Una mañana, después de haber pasado toda la noche sufriendo vejaciones, decidió que tenía que acabar con esa situación. Se armó de valor y lo dejó. Lo abandonó a pesar del miedo y de las dudas. A pesar de las amenazas. A pesar de sí misma.

Él pareció aceptarlo, no sin antes intentar el chantaje emocional. Pero ella permaneció firme en su decisión. Y una noche, caminando por una calle solitaria, él la estaba esperando, con un gran cuchillo en su mano, dispuesto a matarla. Ella no pudo gritar. Apenas consiguió hablarle con un hilillo de voz. Estaban frente a frente. Él le repetía sin parar que iba a matarla. Ella no quería perder de vista aquel cuchillo. Ya ni sabía qué decía.

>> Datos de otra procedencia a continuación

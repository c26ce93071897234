//! Equality filters over statement records.

use crate::statement::literal::StatementValue;
use crate::statement::record::TransactionRecord;

/// A conjunction of `field == value` conditions.
///
/// An empty spec matches every record. A condition on a name outside the
/// record schema never matches.
///
/// ```rust
/// use coinsph_api_client::statement::FilterSpec;
///
/// let filters = FilterSpec::new()
///     .with("entry_type", "deposit")
///     .with("status", "done");
/// assert_eq!(filters.len(), 2);
/// ```
#[derive(Debug, Clone, Default, PartialEq)]
pub struct FilterSpec {
    conditions: Vec<(String, StatementValue)>,
}

impl FilterSpec {
    /// An empty filter that matches every record.
    pub fn new() -> Self {
        Self::default()
    }

    /// Builder-style [`FilterSpec::insert`].
    pub fn with(mut self, field: impl Into<String>, value: impl Into<StatementValue>) -> Self {
        self.insert(field, value);
        self
    }

    /// Require `field` to equal `value`, replacing any earlier condition on it.
    pub fn insert(&mut self, field: impl Into<String>, value: impl Into<StatementValue>) {
        let field = field.into();
        let value = value.into();
        match self.conditions.iter_mut().find(|(f, _)| *f == field) {
            Some(condition) => condition.1 = value,
            None => self.conditions.push((field, value)),
        }
    }

    /// Whether no conditions are set.
    pub fn is_empty(&self) -> bool {
        self.conditions.is_empty()
    }

    /// Number of conditions.
    pub fn len(&self) -> usize {
        self.conditions.len()
    }

    /// Iterate over `(field, value)` conditions in insertion order.
    pub fn iter(&self) -> impl Iterator<Item = (&str, &StatementValue)> {
        self.conditions.iter().map(|(f, v)| (f.as_str(), v))
    }

    /// Whether every condition holds for `record`.
    pub fn matches(&self, record: &TransactionRecord) -> bool {
        self.conditions
            .iter()
            .all(|(field, expected)| record.field(field) == Some(expected))
    }
}

impl<K, V> FromIterator<(K, V)> for FilterSpec
where
    K: Into<String>,
    V: Into<StatementValue>,
{
    fn from_iter<I: IntoIterator<Item = (K, V)>>(iter: I) -> Self {
        let mut spec = FilterSpec::new();
        for (field, value) in iter {
            spec.insert(field, value);
        }
        spec
    }
}

#[cfg(test)]
mod tests {
    use super::*;
    use crate::statement::record::TRANSACTION_FIELD_COUNT;
    use rust_decimal::Decimal;

    fn record(entry_type: &str, amount: i64) -> TransactionRecord {
        let mut values = vec![StatementValue::Null; TRANSACTION_FIELD_COUNT];
        values[0] = entry_type.into();
        values[3] = amount.into();
        TransactionRecord::from_values(values).unwrap()
    }

    #[test]
    fn test_empty_spec_matches_everything() {
        assert!(FilterSpec::new().matches(&record("deposit", 1)));
    }

    #[test]
    fn test_all_conditions_must_hold() {
        let spec = FilterSpec::new()
            .with("entry_type", "deposit")
            .with("amount", Decimal::new(50, 0));
        assert!(spec.matches(&record("deposit", 50)));
        assert!(!spec.matches(&record("deposit", 51)));
        assert!(!spec.matches(&record("withdrawal", 50)));
    }

    #[test]
    fn test_null_condition_matches_null_field() {
        let spec = FilterSpec::new().with("order_id", None::<&str>);
        assert!(spec.matches(&record("deposit", 1)));
    }

    #[test]
    fn test_unknown_field_never_matches() {
        let spec = FilterSpec::new().with("not_a_field", StatementValue::Null);
        assert!(!spec.matches(&record("deposit", 1)));
    }

    #[test]
    fn test_insert_replaces_condition() {
        let spec: FilterSpec = [("entry_type", "deposit"), ("entry_type", "withdrawal")]
            .into_iter()
            .collect();
        assert_eq!(spec.len(), 1);
        assert!(spec.matches(&record("withdrawal", 1)));
    }
}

Todo sucedió muy rápido. No sintió dolor cuando el cuchillo, directo hacia su corazón, se clavó en su brazo. Décimas de segundo que le parecieron una eternidad, a cámara lenta, ella girando sobre sí misma, él alrededor de ella. Algo tibio le bajaba por el brazo, gotas rojas teñían el suelo. Alguien gritó desde una ventana…

No consiguió matarla, pero sí sumergirla en un horror.

Ahora, cuando le da un puñetazo al saco, se lo da a él. Es a él a quien van dirigidas sus patadas. Ahora, tras seis, siete -quizás ocho- largos años atenazada, ya puede gritar. Ahora, tras las pastillas y el hospital, ya puede hablar de su dolor. Ahora, tras los golpes, tras los gritos de su monitora –tras haberlo matado con sus propias manos-, ya puede –por fin- ser feliz.